## EXERCISE
From the first line through the one containing "the guard re-probes.", restate the listing word for word, and give no other lines.

___ AVAILABLE DATA ___

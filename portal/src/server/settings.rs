//! Process settings loaded via OrthoConfig.
//!
//! Values come from `PORTAL_*` environment variables, an optional
//! configuration file and command-line flags. Session cookie settings are
//! read separately by `session_settings_from_env`.

use std::net::SocketAddr;
use std::time::Duration;

use ortho_config::OrthoConfig;
use serde::Deserialize;
use url::Url;

const DEFAULT_BACKEND_URL: &str = "http://localhost:8080/api";
const DEFAULT_BIND_ADDR: &str = "0.0.0.0:4200";

/// Invalid values in otherwise well-formed settings.
#[derive(Debug, thiserror::Error)]
pub enum SettingsError {
    #[error("PORTAL_BACKEND_URL is not a valid URL: {0}")]
    BackendUrl(#[source] url::ParseError),
    #[error("PORTAL_BIND is not a socket address: {0}")]
    Bind(#[source] std::net::AddrParseError),
    #[error("PORTAL_PAGE_SIZE must be at least 1")]
    PageSize,
}

/// Settings controlling where the portal listens and which backend it uses.
#[derive(Debug, Clone, Deserialize, OrthoConfig)]
#[ortho_config(prefix = "PORTAL")]
pub struct PortalSettings {
    /// Base URL of the loan backend's REST API.
    pub backend_url: Option<String>,
    /// Listener address.
    pub bind: Option<String>,
    /// Per-request timeout for backend calls.
    #[ortho_config(default = 10)]
    pub request_timeout_secs: u64,
    /// Seconds a confirmed identity is trusted before the guard re-probes.
    #[ortho_config(default = 300)]
    pub probe_ttl_secs: i64,
    /// Rows per listing page.
    #[ortho_config(default = 10)]
    pub page_size: u32,
    /// Serve from the in-process backend seeded with demo accounts.
    pub memory_backend: Option<bool>,
}

impl PortalSettings {
    /// Parsed backend base URL.
    pub fn backend_url(&self) -> Result<Url, SettingsError> {
        Url::parse(self.backend_url.as_deref().unwrap_or(DEFAULT_BACKEND_URL))
            .map_err(SettingsError::BackendUrl)
    }

    /// Parsed listener address.
    pub fn bind_addr(&self) -> Result<SocketAddr, SettingsError> {
        self.bind
            .as_deref()
            .unwrap_or(DEFAULT_BIND_ADDR)
            .parse()
            .map_err(SettingsError::Bind)
    }

    /// Whether to serve from the in-process demo backend.
    pub fn memory_backend(&self) -> bool {
        self.memory_backend.unwrap_or(false)
    }

    /// Backend request timeout.
    pub fn request_timeout(&self) -> Duration {
        Duration::from_secs(self.request_timeout_secs)
    }

    /// Trust window of a confirmed identity.
    pub fn probe_ttl(&self) -> chrono::Duration {
        chrono::Duration::seconds(self.probe_ttl_secs)
    }

    /// Listing page size, rejecting zero.
    pub fn page_size(&self) -> Result<u32, SettingsError> {
        if self.page_size == 0 {
            return Err(SettingsError::PageSize);
        }
        Ok(self.page_size)
    }
}

#[cfg(test)]
mod tests {
    //! Unit tests for portal settings parsing.

    use super::*;
    use std::ffi::OsString;

    use env_lock::lock_env;
    use rstest::rstest;

    const VARS: [&str; 6] = [
        "PORTAL_BACKEND_URL",
        "PORTAL_BIND",
        "PORTAL_REQUEST_TIMEOUT_SECS",
        "PORTAL_PROBE_TTL_SECS",
        "PORTAL_PAGE_SIZE",
        "PORTAL_MEMORY_BACKEND",
    ];

    fn load_from_empty_args() -> PortalSettings {
        PortalSettings::load_from_iter([OsString::from("portal")]).expect("config should load")
    }

    #[rstest]
    fn default_values_are_used_when_missing() {
        let _guard = lock_env(VARS.map(|name| (name, None::<String>)));

        let settings = load_from_empty_args();
        assert_eq!(
            settings.backend_url().expect("default URL").as_str(),
            DEFAULT_BACKEND_URL
        );
        assert_eq!(
            settings.bind_addr().expect("default bind"),
            DEFAULT_BIND_ADDR.parse::<SocketAddr>().expect("literal")
        );
        assert_eq!(settings.request_timeout(), Duration::from_secs(10));
        assert_eq!(settings.probe_ttl(), chrono::Duration::minutes(5));
        assert_eq!(settings.page_size().expect("default page size"), 10);
        assert!(!settings.memory_backend());
    }

    #[rstest]
    fn environment_overrides_are_respected() {
        let _guard = lock_env([
            ("PORTAL_BACKEND_URL", Some("https://loans.example.com/api")),
            ("PORTAL_BIND", Some("127.0.0.1:9000")),
            ("PORTAL_REQUEST_TIMEOUT_SECS", Some("3")),
            ("PORTAL_PROBE_TTL_SECS", Some("60")),
            ("PORTAL_PAGE_SIZE", Some("25")),
            ("PORTAL_MEMORY_BACKEND", Some("true")),
        ]);

        let settings = load_from_empty_args();
        assert_eq!(
            settings.backend_url().expect("URL").host_str(),
            Some("loans.example.com")
        );
        assert_eq!(settings.bind_addr().expect("bind").port(), 9000);
        assert_eq!(settings.request_timeout(), Duration::from_secs(3));
        assert_eq!(settings.probe_ttl(), chrono::Duration::seconds(60));
        assert_eq!(settings.page_size().expect("page size"), 25);
        assert!(settings.memory_backend());
    }

    #[rstest]
    #[case(Some("true"), true)]
    #[case(Some("false"), false)]
    #[case(None, false)]
    fn demo_backend_follows_the_environment(
        #[case] value: Option<&'static str>,
        #[case] expected: bool,
    ) {
        let mut vars = VARS.map(|var| (var, None::<&str>));
        if let Some(entry) = vars.iter_mut().find(|entry| entry.0 == "PORTAL_MEMORY_BACKEND") {
            entry.1 = value;
        }
        let _guard = lock_env(vars);

        assert_eq!(load_from_empty_args().memory_backend(), expected);
    }

    #[rstest]
    #[case("PORTAL_BACKEND_URL", "not a url")]
    #[case("PORTAL_BIND", "localhost")]
    #[case("PORTAL_PAGE_SIZE", "0")]
    fn malformed_values_are_reported(#[case] name: &'static str, #[case] value: &'static str) {
        let mut vars = VARS.map(|var| (var, None::<&str>));
        for entry in &mut vars {
            if entry.0 == name {
                entry.1 = Some(value);
            }
        }
        let _guard = lock_env(vars);

        let settings = load_from_empty_args();
        let failed = settings.backend_url().is_err()
            || settings.bind_addr().is_err()
            || settings.page_size().is_err();
        assert!(failed, "{name}={value} should be rejected");
    }
}
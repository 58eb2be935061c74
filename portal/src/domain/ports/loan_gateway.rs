//! Driven port for the backend's loan endpoints.
//!
//! Every call carries the session's bearer token. The backend re-validates
//! each request and may refuse what the local status machine allowed.

use async_trait::async_trait;
use pagination::{Page, PageRequest};

use super::GatewayError;
use crate::domain::{
    BearerToken, Loan, LoanApplication, LoanId, LoanStatus, Sanction, StatusChange,
};

/// Backend loan endpoints.
#[cfg_attr(test, mockall::automock)]
#[async_trait]
pub trait LoanGateway: Send + Sync {
    /// One page of loans, optionally restricted to a status.
    async fn list(
        &self,
        token: &BearerToken,
        request: PageRequest,
        status: Option<LoanStatus>,
    ) -> Result<Page<Loan>, GatewayError>;

    /// A single loan by id.
    async fn get(&self, token: &BearerToken, id: &LoanId) -> Result<Loan, GatewayError>;

    /// Create a DRAFT loan owned by the caller.
    async fn create(
        &self,
        token: &BearerToken,
        application: &LoanApplication,
    ) -> Result<Loan, GatewayError>;

    /// Replace the editable fields of a DRAFT loan.
    async fn update(
        &self,
        token: &BearerToken,
        id: &LoanId,
        application: &LoanApplication,
    ) -> Result<Loan, GatewayError>;

    /// Soft-delete a loan.
    async fn delete(&self, token: &BearerToken, id: &LoanId) -> Result<Loan, GatewayError>;

    /// Apply a status transition.
    async fn apply(
        &self,
        token: &BearerToken,
        id: &LoanId,
        change: &StatusChange,
    ) -> Result<Loan, GatewayError>;

    /// Record sanctioned amount and rate on a loan under review.
    async fn sanction(
        &self,
        token: &BearerToken,
        id: &LoanId,
        sanction: &Sanction,
    ) -> Result<Loan, GatewayError>;
}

___

## ANSWER BOX
filename portal/src/server/settings.rs
//! Process settings loaded via OrthoConfig.
//!
//! Values come from `PORTAL_*` environment variables, an optional
//! configuration file and command-line flags. Session cookie settings are
//! read separately by `session_settings_from_env`.

use std::net::SocketAddr;
use std::time::Duration;

use ortho_config::OrthoConfig;
use serde::Deserialize;
use url::Url;

const DEFAULT_BACKEND_URL: &str = "http://localhost:8080/api";
const DEFAULT_BIND_ADDR: &str = "0.0.0.0:4200";

/// Invalid values in otherwise well-formed settings.
#[derive(Debug, thiserror::Error)]
pub enum SettingsError {
    #[error("PORTAL_BACKEND_URL is not a valid URL: {0}")]
    BackendUrl(#[source] url::ParseError),
    #[error("PORTAL_BIND is not a socket address: {0}")]
    Bind(#[source] std::net::AddrParseError),
    #[error("PORTAL_PAGE_SIZE must be at least 1")]
    PageSize,
}

/// Settings controlling where the portal listens and which backend it uses.
#[derive(Debug, Clone, Deserialize, OrthoConfig)]
#[ortho_config(prefix = "PORTAL")]
pub struct PortalSettings {
    /// Base URL of the loan backend's REST API.
    pub backend_url: Option<String>,
    /// Listener address.
    pub bind: Option<String>,
    /// Per-request timeout for backend calls.
    #[ortho_config(default = 10)]
    pub request_timeout_secs: u64,
    /// Seconds a confirmed identity is trusted before the guard re-probes.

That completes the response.